En El eco de la piel ha utilizado el nombre previo a la romanización: Monastil.
En Elda hay datados asentamientos de la Edad de Bronce. Su enclave estratégico, entre Cartago Nova, Elche, Alicante y Manises, para iberos y luego para romanos, fue definitivo y ha permanecido habitada desde el siglo v antes de Cristo hasta la actualidad. En El eco de la piel, el topónimo de Monastil tiene una doble función: ubica a los lectores en un contexto geográfico real y a mí me permite la licencia de alejarme de un trazado urbano concreto y de unos lugares o personajes reconocibles.
¿Como los que se enriquecieron con la especulación inmobiliaria?
Sí, pero no entendida como una operación urbanística a gran escala. Al menos en ese momento. Hubo familias que vendieron unos terrenos yermos, en lo que hoy se publicita como «primera línea de mar», y que vivirán de rentas durante generaciones gracias a ello.
Es ese precisamente el perfil que sale peor parado en El eco de la piel. ¿Fueron fruto de la doctrina franquista, que los utilizó como peones para expandir su política, o supieron aprovechar el momento?
Ambas cosas a la vez. Son nuevos ricos de manual. Personas que no concebían el bienestar económico si no iba acompañado de la ostentación más hortera y bochornosa. Casas con tejado de pizarra en un clima mediterráneo, jardines con ornamentación ajena a ese ecosistema, decoraciones carísimas que sin embargo llevaban impreso el mal gusto en cada detalle, coches pomposos… La reconversión desde la agricultura a la industria de los curtidos y los zapatos, para acabar después en el sector turístico, ha cambiado la fisonomía paisajística y humana de muchas comunidades y la Valenciana es el paradigma.
Usted es un referente en el género de la fantasía y de la ciencia ficción y en cambio fue una novela realista, El color del silencio, la que supuso un punto de inflexión en su vida.
Así es, 2017 fue un año muy importante para mí. Yo acababa de dejar mi trabajo en la Universidad de Innsbruck después de treinta y siete años para dedicarme por completo a escribir. Justo entonces llegó el éxito que tuvo y está teniendo El color del silencio con más de 50.000 ejemplares vendidos.

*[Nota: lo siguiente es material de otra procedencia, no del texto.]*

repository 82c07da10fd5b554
pub mod params;
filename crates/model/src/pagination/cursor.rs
use serde::{Deserialize, Serialize};
use std::{convert::Infallible, fmt, str::FromStr};

/// A column reference, optionally qualified by the table or alias used in FROM.
#[derive(Serialize, Deserialize, Debug, Clone, PartialEq, Eq, Hash)]
pub struct QualCol {
    pub table: String,
    pub column: String,
}

impl QualCol {
    pub fn is_qualified(&self) -> bool {
        !self.table.is_empty()
    }
}

impl FromStr for QualCol {
    type Err = Infallible;

    fn from_str(s: &str) -> Result<Self, Self::Err> {
        match s.split_once('.') {
            Some((table, column)) if !column.contains('.') => Ok(QualCol {
                table: table.to_string(),
                column: column.to_string(),
            }),
            _ => Ok(QualCol {
                table: "".to_string(),
                column: s.to_string(),
            }),
        }
    }
}

impl fmt::Display for QualCol {
    fn fmt(&self, f: &mut fmt::Formatter<'_>) -> fmt::Result {
        if self.is_qualified() {
            write!(f, "{}.{}", self.table, self.column)
        } else {
            write!(f, "{}", self.column)
        }
    }
}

Después de El color del silencio llegaría Las largas sombras y una revisión de El secreto del orfebre, pero a lo que no renuncia Elia Barceló es a seguir construyendo nuevos mundos a partir del propio y a alternar géneros y público lector de diferentes edades. Con más de 20 títulos publicados sigue cosechando premios de prestigio tanto en literatura juvenil (el Edebé, que ya ha obtenido en tres ocasiones) como para adultos (el reconocido Celsius de Terror, Fantasía y Ciencia Ficción de la Semana Negra de Gijón; el premio de la Critica Valenciana). Y sigue llenando auditorios en las presentaciones de sus novelas recientes.
Tiene usted muy en cuenta a sus lectores…
No puede ser de otra manera. Los receptores de cualquier obra artística son los que acaban dándole sentido. Esto que parece una obviedad, en literatura se acrecienta porque la lectura es una acción íntima en la que cada uno de nosotros acaba la historia con su propia experiencia personal, con su imaginario particular. La completa. En mis encuentros con lectores soy consciente de hasta qué punto interactuamos unos con otros. Esa corriente te alimenta en lo creativo y da color a futuras historias.
Las citas iniciales son de Jaume Sisa y de George Orwell. En sus libros siempre aparecen tributos a personajes que usted admira. ¿A quién rinde homenaje en El eco de la piel?
Entre otros, a Selma Lagerlöff y a Silvia Plath. Por diversos motivos, pero sobre todo porque quise que el personaje de Selma no pasara por lo que pasó Silvia Plath. Procuré que su vida siguiera otro curso, apartándola de la tragedia.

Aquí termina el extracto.